The bees must make their own way in some form or the other. A paraphrase from a favorite movie of mine: “They have to pay something, don’t they?” Historically, not so very long ago, the bees paid their owner, if you can say you own bees. Honey bees as livestock could make the farmer a living at one time. Things have not gone well for the bees though and we are faced with difficult times. A sideliner beekeeper with a few dozen hives is faced with having too many expenses without enough income from the effort. And honey alone might be enough to pay the costs associated with maintaining and feeding the bees but is that the sum of the venture?
So the beekeeper, in my estimation, is faced with multiple challenges to both increase marketable products and reduce expenditures. Some ideas which come to mind are specialty products of raw, unfiltered honey, comb honey, wax, propolis, pollination services, queen sales, nucleus hive sales, and pollen. Cost cutting through sustainable methods by rearing queens in house, in house woodenware manufacturing, and making seasonable splits to maintain a steady supply of bees for use in multiple bee yards.
I hope to be able to speak to the many facets of sustainable beekeeping and the seasonal chores associated with maintaining healthy bees. I’d also like to be able to publish a seasonal calendar for use by others as a guide for their own beekeeping tasks.

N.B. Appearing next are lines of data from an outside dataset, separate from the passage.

//! Error types for the flight currency engine.
//!
//! Errors are reserved for contract violations at the edges: malformed
//! definition sets on save, deletes blocked by referents, bad dates, and
//! storage failures. Data-shape problems found while walking a logic tree
//! are never errors; they surface as [`crate::logic::Diagnostic`] values.

/// Engine error types covering all fallible operations.
#[derive(Debug, thiserror::Error)]
pub enum CurrencyError {
    #[error("Currency not found: {0}")]
    NotFound(String),

    #[error("Currency '{name}' ({id}) is in use by: {}", referenced_by.join(", "))]
    InUse {
        id: String,
        name: String,
        referenced_by: Vec<String>,
    },

    #[error("Duplicate currency id: {0}")]
    DuplicateId(String),

    #[error("Duplicate currency name: {0}")]
    DuplicateName(String),

    #[error("Invalid definition {id}: {reason}")]
    InvalidDefinition { id: String, reason: String },

    #[error("Edit to {id} would create a reference cycle: {}", path.join(" -> "))]
    CycleRejected { id: String, path: Vec<String> },

    #[error("Invalid date: {0}")]
    InvalidDate(String),

    #[error("Storage error: {0}")]
    StorageError(String),

    #[error("Serialization error: {0}")]
    SerializationError(String),

    #[error("Invalid file format: {0}")]
    InvalidFileFormat(String),

    #[error("IO error: {0}")]
    Io(#[from] std::io::Error),
}

/// Convenience Result alias.
pub type Result<T> = std::result::Result<T, CurrencyError>;
//! Definition file persistence — load and save a whole definition set.
//!
//! File format:
//! ```json
//! {
//!     "version": 1,
//!     "definitions": [ ... CurrencyDefinition ... ]
//! }
//! ```

use std::path::Path;

use serde::{Deserialize, Serialize};

use crate::currency::CurrencyDefinition;
use crate::error::{CurrencyError, Result};

// ── File format constants ─────────────────────────────────────────────────────

pub const DEFINITION_FILE_VERSION: u32 = 1;

// ── On-disk structure ─────────────────────────────────────────────────────────

/// Wrapper written to disk for a definition set.
#[derive(Debug, Clone, Serialize, Deserialize)]
pub struct DefinitionFile {
    /// Format version number.
    pub version: u32,
    pub definitions: Vec<CurrencyDefinition>,
}

impl DefinitionFile {
    pub fn new(definitions: Vec<CurrencyDefinition>) -> Self {
        Self {
            version: DEFINITION_FILE_VERSION,
            definitions,
        }
    }
}

/// Read a definition file. The definitions are returned unvalidated.
pub fn load_definitions(path: impl AsRef<Path>) -> Result<Vec<CurrencyDefinition>> {
    let path = path.as_ref();

    if !path.exists() {
        return Err(CurrencyError::NotFound(format!(
            "definition file not found: {}",
            path.display()
        )));
    }

    let bytes = std::fs::read(path)?;
    let file: DefinitionFile = serde_json::from_slice(&bytes).map_err(|e| {
        CurrencyError::InvalidFileFormat(format!(
            "failed to parse definition file {}: {e}",
            path.display()
        ))
    })?;

    if file.version != DEFINITION_FILE_VERSION {
        return Err(CurrencyError::InvalidFileFormat(format!(
            "unsupported definition file version {} in {}",
            file.version,
            path.display()
        )));
    }

    Ok(file.definitions)
}

/// Write `definitions` to `path`, replacing any existing file.
///
/// Parent directories are created as needed.
pub fn save_definitions(path: impl AsRef<Path>, definitions: &[CurrencyDefinition]) -> Result<()> {
    let path = path.as_ref();
    let file = DefinitionFile::new(definitions.to_vec());

    let json = serde_json::to_string_pretty(&file)
        .map_err(|e| CurrencyError::SerializationError(e.to_string()))?;

    if let Some(parent) = path.parent() {
        if !parent.as_os_str().is_empty() {
            std::fs::create_dir_all(parent)?;
        }
    }
    std::fs::write(path, json.as_bytes())?;

    Ok(())
}

// ── Tests ─────────────────────────────────────────────────────────────────────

And finally I’d like to somehow transmit to others the art of beekeeping as I have learned it thus far. It’s one thing to read the books and memorize the tasks, but learning to read and interpret the pulse of the colony by careful observation is more challenging. Utilizing all of the beekeeper’s senses to draw correct conclusions, assess, develop a plan, impliment, and evaluate the process based on observation and intuitive skills.
Lofty goals indeed.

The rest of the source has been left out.